━━ EXERCISE MATERIAL
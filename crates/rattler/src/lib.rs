//! Rattler is an experimental library and executable to work with [Conda](http://conda.io)
//! environments. Conda is a cross-platform open-source package management system and environment
//! management system.
//!
//! Conda is originally written in Python and has evolved a lot since it was first conceived.
//! Rattler is an attempt at reimplementing a lot of the machinery supporting Conda but making it
//! available to a wider range of languages. The goal is to be able to integrate the Conda ecosystem
//! in a wide variaty of tools that do not rely on Python. Rust has excellent support for
//! interfacing with many other languages (WASM, Javascript, Python, C, etc) and is therefor a good
//! candidate for a reimplementation.

pub mod install;
pub mod validation;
━━━━
THE PROBLEM: State how many lines in the entries hold the word "management", giving the number alone.

ANSWER SECTION: 2